Submitted by Radib Kar, on December 27, 2019
This is a standard interview problem to find the number of ways of pairing between N friends using dynamic programming.
Problem statement
There are N friends, each one of them can remain single or can be paired up with some other friend. Each friend can be paired only once. Find out the total number of ways to do so. Since inputs are big return answer MOD 10^9+7.
Input:
Test case t
t no of lines with value of N
e.g.
3
5
4
1<=t<=100
1<=N<=100
Output:
t number of lines
Example
Input: t=3, n=3
Output: 4
Input: n=4
Output: 10
Input: n=5
Output: 26
Explanation with example
Let there are N number of friends, say x1, x2, ..., xn
Now, possible orderings can be:
- All are single. {x1, x2, ... , xn}
-
x1 is single , others are paired contiguously(if n is odd). {x1, (x2, x3), ...}
So on.
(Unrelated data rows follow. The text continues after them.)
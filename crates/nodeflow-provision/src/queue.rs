//! Background task queue boundary

use crate::error::Result;
use async_trait::async_trait;
use nodeflow_cloud::CleanupJob;
use tokio::sync::Mutex;

/// Fire-and-forget job submission
#[async_trait]
pub trait TaskQueue: Send + Sync {
    async fn enqueue(&self, job: CleanupJob) -> Result<()>;
}

/// Queue that only records submitted jobs
#[derive(Default)]
pub struct MemoryTaskQueue {
    jobs: Mutex<Vec<CleanupJob>>,
}

impl MemoryTaskQueue {
    pub fn new() -> Self {
        Self::default()
    }

    pub async fn jobs(&self) -> Vec<CleanupJob> {
        self.jobs.lock().await.clone()
    }
}

#[async_trait]
impl TaskQueue for MemoryTaskQueue {
    async fn enqueue(&self, job: CleanupJob) -> Result<()> {
        tracing::debug!(?job, "Queued cleanup job");
        self.jobs.lock().await.push(job);
        Ok(())
    }
}
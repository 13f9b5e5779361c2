//! Secret redaction for log output

const VISIBLE_PREFIX: usize = 8;
const MASK: &str = "********";

/// Mask a bearer token down to its first 8 characters.
///
/// Tokens of 8 characters or fewer are masked entirely.
pub fn redact_token(token: &str) -> String {
    if token.chars().count() <= VISIBLE_PREFIX {
        return MASK.to_string();
    }
    let prefix: String = token.chars().take(VISIBLE_PREFIX).collect();
    format!("{}{}", prefix, MASK)
}

/// Redact a single header value if it carries a bearer token.
pub fn redact_header_value(name: &str, value: &str) -> String {
    if !name.eq_ignore_ascii_case("authorization") {
        return value.to_string();
    }
    match value.split_once(' ') {
        Some((scheme, token)) if scheme.eq_ignore_ascii_case("bearer") => {
            format!("{} {}", scheme, redact_token(token.trim()))
        }
        _ => MASK.to_string(),
    }
}

/// Copy of `headers` that is safe to log
pub fn redact_headers(headers: &[(String, String)]) -> Vec<(String, String)> {
    headers
        .iter()
        .map(|(name, value)| (name.clone(), redact_header_value(name, value)))
        .collect()
}

#[cfg(test)]
mod tests {
    use super::*;

    /// Bearer tokens keep only their first eight characters
    #[test]
    fn test_redact_bearer_header() {
        let headers = vec![
            (
                "Authorization".to_string(),
                "Bearer abcdefgh12345678".to_string(),
            ),
            ("Accept".to_string(), "application/json".to_string()),
        ];

        let redacted = redact_headers(&headers);

        assert_eq!(redacted[0].1, "Bearer abcdefgh********");
        assert!(!redacted[0].1.contains("12345678"));
        assert_eq!(redacted[1].1, "application/json");
    }

    /// Tokens of eight characters or fewer are fully masked
    #[test]
    fn test_short_token_fully_masked() {
        assert_eq!(redact_token("abc"), "********");
        assert_eq!(redact_token("abcdefgh"), "********");
    }

    /// Other authorization schemes are fully masked
    #[test]
    fn test_non_bearer_authorization_masked() {
        assert_eq!(redact_header_value("authorization", "Basic dXNlcjpwYXNz"), "********");
        assert_eq!(redact_header_value("X-Request-Id", "42"), "42");
    }
}
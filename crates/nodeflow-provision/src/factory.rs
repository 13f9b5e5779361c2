//! Provider factory
//!
//! Closed mapping from [`ProviderType`] to an adapter. Adding a provider
//! means adding its catalog tables and an arm here.

use crate::error::Result;
use nodeflow_cloud::{CloudError, HttpTransport, ProviderAdapter, ProviderType, RetryPolicy};
use nodeflow_cloud_digitalocean::DigitalOceanProvider;
use nodeflow_cloud_hetzner::HetznerProvider;
use nodeflow_config::{ProviderEndpoints, RetrySettings, Settings};

/// Build a [`RetryPolicy`] from configured retry settings
pub fn retry_policy(settings: &RetrySettings) -> RetryPolicy {
    RetryPolicy {
        max_retries: settings.max_retries,
        base_delay_ms: settings.base_delay_ms,
        max_delay_ms: settings.max_delay_ms,
    }
}

/// Creates provider adapters sharing one transport and retry policy
pub struct ProviderFactory<T> {
    transport: T,
    policy: RetryPolicy,
    endpoints: ProviderEndpoints,
}

impl<T: HttpTransport + Clone + 'static> ProviderFactory<T> {
    pub fn new(transport: T, policy: RetryPolicy) -> Self {
        Self {
            transport,
            policy,
            endpoints: ProviderEndpoints::default(),
        }
    }

    pub fn from_settings(transport: T, settings: &Settings) -> Self {
        Self {
            transport,
            policy: retry_policy(&settings.retry),
            endpoints: settings.providers.clone(),
        }
    }

    pub fn with_endpoints(mut self, endpoints: ProviderEndpoints) -> Self {
        self.endpoints = endpoints;
        self
    }

    pub fn policy(&self) -> &RetryPolicy {
        &self.policy
    }

    pub fn create(&self, provider: ProviderType) -> Result<Box<dyn ProviderAdapter>> {
        let transport = self.transport.clone();

        match provider {
            ProviderType::Hetzner => Ok(Box::new(match &self.endpoints.hetzner {
                Some(base) => HetznerProvider::with_base_url(transport, self.policy, base),
                None => HetznerProvider::new(transport, self.policy),
            })),
            ProviderType::DigitalOcean => Ok(Box::new(match &self.endpoints.digitalocean {
                Some(base) => DigitalOceanProvider::with_base_url(transport, self.policy, base),
                None => DigitalOceanProvider::new(transport, self.policy),
            })),
            ProviderType::Vultr | ProviderType::Aws => Err(CloudError::UnimplementedProvider(
                provider.display_name().to_string(),
            )
            .into()),
        }
    }

    /// Parse a provider identifier and create its adapter
    pub fn create_from_str(&self, provider: &str) -> Result<Box<dyn ProviderAdapter>> {
        self.create(provider.parse()?)
    }
}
So if we try to figure out a formula then to observe that.
For any xi
- xi can be kept single
- xi can be paired with any other xj provided i≠j
Let f(n)= number of ways to pair for input N
Considering the above two facts about xi
If xn is kept single then f(n) = f(n-1) (same as number of ways excluding xn)
If xn is paired with any other friend then f(n)=(n-1)*f(n-2) (number of ways xn can be paired * sub-problem excluding xn and the paired one with it)
So the recursion function to solve the problem:
f(n)=f(n-1)+(n-1)*f(n-2)
For n=4
Friends are {1, 2, 3, 4}
So the pairings can be are:
{1, 2, 3, 4}
{1, 2, (3, 4)}
{1, (2, 3), 4}
{(1, 4), 2, 3}
{(1, 3), 2, 4}
{(2, 4), 1, 3}
{(1, 2), 3, 4}
{(1, 2), (3, 4)}
{(1, 3), (2, 4)}
{(1, 4), (2, 3)}
So total 10 possible type of pairings, hence output is 10
So the recursion tree for the above would be:
We see that we are evaluating many sub-problem several times. Like f(2) has been evaluated more than one time and the same also for others. It’s easily understandable that for such small input there are so many repeated computations, then for higher inputs, how many overlapping there will be. Here comes the need for DP, where we can use tabulation to solve bigger subproblems using smaller ones.
Problem Solution:
Recursive Algorithm:
Function(n):
If n==0 or n==1
Return 1
Else
Return Function(n-1)+(n-1)*Function(n-2);
Conversion to DP:
For tabulation we need arr[n+1] to store
arr[0]=1
arr[1]=1
To fill the higher values,
for i=2 to n
arr[i]=arr[i-1]+(i-1)*arr[i+1]
End for
To avoid Time Limit Exceed:
Since there are multiple test cases, we may get TLE even after using DP. To avoid that best way is to pre-compute the table up to input constraint. According to our example,
1<=N<=100
So better pre-compute arr[101] and return O(1) in time executing the test case query. No need to construct the table again and again for each test case.
C++ Implementation
#include <bits/stdc++.h>
using namespace std;
#define N 100
#define MOD 1000000007
long long int arr[N + 1] = { 0 }; //DP Table
int main()
{
arr[0] = 1; //f(0)=1
arr[1] = 1; //f(1)=1
//pre-compute the table
for (int i = 2; i <= N; i++) {
arr[i] = (arr[i - 1] % MOD + ((i - 1) * arr[i - 2]) % MOD) % MOD;
}
int t, n;
cout << "Enter number of test cases: ";
cin >> t;
for (int i = 0; i < t; i++) {
cout << "Enter number of friends: ";
cin >> n;
//just executing query from pre-computed values
cout << "Answer: " << arr[n] << endl;
}
return 0;
}
Output
Enter number of test cases: 3
Enter number of friends: 4
Answer: 10
Enter number of friends: 5
Answer: 26
Enter number of friends: 3
Answer: 4